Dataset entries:
______________________________
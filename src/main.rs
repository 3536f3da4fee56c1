use govsim::cli::{Cli, Command};
use govsim::config::{Context, Settings};
use govsim::network;
use govsim::output;
use govsim::simulation::{DriverError, SimulationDriver, VotingRoundSimulation};

use clap::Parser;
use std::sync::Arc;

/// Main entry point for govsim
#[tokio::main]
async fn main() -> eyre::Result<()> {
    // Initialize tracing
    reth_tracing::init_test_tracing();

    let cli = Cli::parse();

    // Settings are read once here; everything downstream receives the context by reference.
    let settings = Settings::from_cli(&cli);
    let context = Context::load(settings)?;

    match cli.command {
        Command::RunSimulation { voters, network, epoch_duration } => {
            output::print_banner(context.settings());
            output::print_pool_summary(context.pool());

            let handle = context.registry().resolve(&network)?;
            output::print_network_selected(&handle);

            let driver = SimulationDriver::new(VotingRoundSimulation::new(epoch_duration));
            let report = driver
                .run(handle, Arc::clone(context.pool()), voters)
                .await
                .map_err(DriverError::into_report)?;
            output::print_report(&report);
        }
        Command::Networks => {
            output::print_networks(context.registry(), &context.settings().default_network);
        }
        Command::Accounts => {
            output::print_pool_summary(context.pool());
            output::print_accounts(context.pool());
        }
        Command::Genesis { out, network } => {
            let handle = context.registry().resolve(&network)?;
            let genesis = network::local_genesis(&handle)?;
            match out {
                Some(path) => {
                    network::write_genesis_file(&genesis, &path)?;
                    output::print_genesis_written(&path, genesis.alloc.len());
                }
                None => println!("{}", network::genesis_to_json(&genesis)?),
            }
        }
        Command::ShowConfig => {
            let networks: Vec<_> = context.registry().profiles().to_vec();
            let view = serde_json::json!({
                "settings": context.settings(),
                "accounts": context.pool().len(),
                "networks": networks,
            });
            println!("{}", serde_json::to_string_pretty(&view)?);
        }
    }

    Ok(())
}
//! Immutable process configuration.
//!
//! [`Settings`] is assembled once from CLI flags and their environment
//! fallbacks. [`Context`] turns it into the shared account pool and network
//! registry. Nothing reads the environment after `main` builds the context.

use reth_tracing::tracing::warn;
use serde::{Serialize, Serializer};
use std::fmt;
use std::path::PathBuf;
use std::sync::Arc;

use crate::accounts::AccountPool;
use crate::cli::Cli;
use crate::constants::{DEFAULT_NETWORK, LOCAL_CORPUS_LIMIT, REMOTE_FORK_CORPUS_LIMIT};
use crate::errors::ConfigError;
use crate::network::NetworkRegistry;

/// Raw keyed account sources. Unset or empty values mean "absent".
#[derive(Clone, Default, Serialize)]
#[serde(rename_all = "camelCase")]
pub struct KeySources {
    /// `DEPLOYER_PRIVATE_KEY`
    #[serde(serialize_with = "redact")]
    pub deployer: Option<String>,
    /// `GENESIS_GOVERNANCE_PRIVATE_KEY`
    #[serde(serialize_with = "redact")]
    pub genesis_governance: Option<String>,
    /// `GOVERNANCE_PRIVATE_KEY`
    #[serde(serialize_with = "redact")]
    pub governance: Option<String>,
}

fn is_set(value: &Option<String>) -> bool {
    value.as_deref().is_some_and(|v| !v.trim().is_empty())
}

fn redact<S: Serializer>(value: &Option<String>, serializer: S) -> Result<S::Ok, S::Error> {
    if is_set(value) {
        serializer.serialize_str("<redacted>")
    } else {
        serializer.serialize_none()
    }
}

impl fmt::Debug for KeySources {
    fn fmt(&self, f: &mut fmt::Formatter<'_>) -> fmt::Result {
        f.debug_struct("KeySources")
            .field("deployer", &is_set(&self.deployer))
            .field("genesis_governance", &is_set(&self.genesis_governance))
            .field("governance", &is_set(&self.governance))
            .finish()
    }
}

/// Where the simulation is executed
#[derive(Debug, Clone, Copy, PartialEq, Eq, Serialize)]
#[serde(rename_all = "kebab-case")]
pub enum ExecutionMode {
    /// Local in-process execution
    Local,
    /// Remote forked execution (`TENDERLY=true`), resource constrained
    RemoteFork,
}

impl ExecutionMode {
    /// Only the exact value `true` selects the remote-fork mode.
    pub fn from_flag(flag: Option<&str>) -> Self {
        if flag == Some("true") {
            Self::RemoteFork
        } else {
            Self::Local
        }
    }

    /// Number of corpus accounts taken in this mode
    pub fn corpus_limit(self) -> usize {
        match self {
            Self::Local => LOCAL_CORPUS_LIMIT,
            Self::RemoteFork => REMOTE_FORK_CORPUS_LIMIT,
        }
    }
}

/// Per-network RPC endpoint overrides
#[derive(Debug, Clone, Default, Serialize)]
pub struct RpcOverrides {
    /// `STAGING_RPC`
    pub staging: Option<String>,
    /// `SONGBIRD_RPC`
    pub songbird: Option<String>,
    /// `FLARE_RPC`
    pub flare: Option<String>,
    /// `COSTON_RPC`
    pub coston: Option<String>,
    /// `COSTON2_RPC`
    pub coston2: Option<String>,
}

/// Project directory layout
#[derive(Debug, Clone, PartialEq, Eq, Serialize)]
pub struct ProjectPaths {
    /// Contract sources
    pub sources: PathBuf,
    /// Test directory (`TEST_PATH` override)
    pub tests: PathBuf,
    /// Build cache
    pub cache: PathBuf,
    /// Compiled artifacts
    pub artifacts: PathBuf,
}

impl ProjectPaths {
    /// Default layout with an optional test directory override
    pub fn new(test_path: Option<&str>) -> Self {
        let tests = test_path.map(str::trim).filter(|p| !p.is_empty()).unwrap_or("test");
        Self {
            sources: PathBuf::from("./contracts/"),
            tests: PathBuf::from(tests),
            cache: PathBuf::from("./cache"),
            artifacts: PathBuf::from("./artifacts"),
        }
    }
}

impl Default for ProjectPaths {
    fn default() -> Self {
        Self::new(None)
    }
}

/// Resolved process settings
#[derive(Debug, Clone, Serialize)]
#[serde(rename_all = "camelCase")]
pub struct Settings {
    /// Keyed account sources
    pub keys: KeySources,
    /// Account corpus location
    pub corpus_path: PathBuf,
    /// Local or remote-fork execution
    pub execution_mode: ExecutionMode,
    /// RPC endpoint overrides
    pub rpc_overrides: RpcOverrides,
    /// Project directories
    pub paths: ProjectPaths,
    /// Network used when none is named
    pub default_network: String,
}

impl Settings {
    /// Collect settings from parsed CLI arguments (which already carry env fallbacks)
    pub fn from_cli(cli: &Cli) -> Self {
        Self {
            keys: KeySources {
                deployer: cli.deployer_key.clone(),
                genesis_governance: cli.genesis_governance_key.clone(),
                governance: cli.governance_key.clone(),
            },
            corpus_path: cli.corpus.clone(),
            execution_mode: ExecutionMode::from_flag(cli.tenderly.as_deref()),
            rpc_overrides: RpcOverrides {
                staging: cli.staging_rpc.clone(),
                songbird: cli.songbird_rpc.clone(),
                flare: cli.flare_rpc.clone(),
                coston: cli.coston_rpc.clone(),
                coston2: cli.coston2_rpc.clone(),
            },
            paths: ProjectPaths::new(cli.test_path.as_deref()),
            default_network: DEFAULT_NETWORK.to_string(),
        }
    }

    /// Corpus slice size for the configured execution mode
    pub fn corpus_limit(&self) -> usize {
        self.execution_mode.corpus_limit()
    }
}

/// Everything derived from [`Settings`]: the shared pool and the registry built on it
#[derive(Debug)]
pub struct Context {
    settings: Settings,
    pool: Arc<AccountPool>,
    registry: NetworkRegistry,
}

impl Context {
    /// Build the account pool and network registry. Fails fast on any configuration error.
    pub fn load(settings: Settings) -> Result<Self, ConfigError> {
        let limit = settings.corpus_limit();
        if settings.execution_mode == ExecutionMode::RemoteFork {
            warn!(target: "govsim::config", limit, "Remote-fork mode: truncating account corpus");
        }

        let pool = Arc::new(AccountPool::build(&settings.keys, &settings.corpus_path, limit)?);
        let registry = NetworkRegistry::new(Arc::clone(&pool), &settings.rpc_overrides)?;

        Ok(Self { settings, pool, registry })
    }

    /// Resolved settings
    pub fn settings(&self) -> &Settings {
        &self.settings
    }

    /// Shared account pool
    pub fn pool(&self) -> &Arc<AccountPool> {
        &self.pool
    }

    /// Network profiles
    pub fn registry(&self) -> &NetworkRegistry {
        &self.registry
    }
}
use std::num::NonZeroU64;

/// Fixed-length time windows starting at `first_epoch_start`.
#[derive(Debug, Clone, Copy, PartialEq, Eq)]
pub struct EpochClock {
    first_epoch_start: u64,
    duration: NonZeroU64,
}

impl EpochClock {
    /// Create a clock whose epoch 0 starts at `first_epoch_start`
    pub fn new(first_epoch_start: u64, duration: NonZeroU64) -> Self {
        Self { first_epoch_start, duration }
    }

    /// Epoch length in seconds
    pub fn duration(&self) -> u64 {
        self.duration.get()
    }

    /// Epoch containing `timestamp`. Timestamps before the first epoch map to 0.
    pub fn epoch_of(&self, timestamp: u64) -> u64 {
        timestamp.saturating_sub(self.first_epoch_start) / self.duration.get()
    }

    /// First second of `epoch`
    pub fn epoch_start(&self, epoch: u64) -> u64 {
        self.first_epoch_start.saturating_add(epoch.saturating_mul(self.duration.get()))
    }

    /// First second after `epoch`
    pub fn epoch_end(&self, epoch: u64) -> u64 {
        self.epoch_start(epoch.saturating_add(1))
    }

    /// Seconds left in the epoch containing `timestamp`
    pub fn remaining(&self, timestamp: u64) -> u64 {
        self.epoch_end(self.epoch_of(timestamp)).saturating_sub(timestamp)
    }
}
______________________________
Your task:
Copy the records above exactly, starting at the line that contains "pub fn new(first_epoch_start: u64, duration: NonZeroU64)" and ending at the last line, and leave out all earlier lines.

Exercise output:
    pub fn new(first_epoch_start: u64, duration: NonZeroU64) -> Self {
        Self { first_epoch_start, duration }
    }

    /// Epoch length in seconds
    pub fn duration(&self) -> u64 {
        self.duration.get()
    }

    /// Epoch containing `timestamp`. Timestamps before the first epoch map to 0.
    pub fn epoch_of(&self, timestamp: u64) -> u64 {
        timestamp.saturating_sub(self.first_epoch_start) / self.duration.get()
    }

    /// First second of `epoch`
    pub fn epoch_start(&self, epoch: u64) -> u64 {
        self.first_epoch_start.saturating_add(epoch.saturating_mul(self.duration.get()))
    }

    /// First second after `epoch`
    pub fn epoch_end(&self, epoch: u64) -> u64 {
        self.epoch_start(epoch.saturating_add(1))
    }

    /// Seconds left in the epoch containing `timestamp`
    pub fn remaining(&self, timestamp: u64) -> u64 {
        self.epoch_end(self.epoch_of(timestamp)).saturating_sub(timestamp)
    }
}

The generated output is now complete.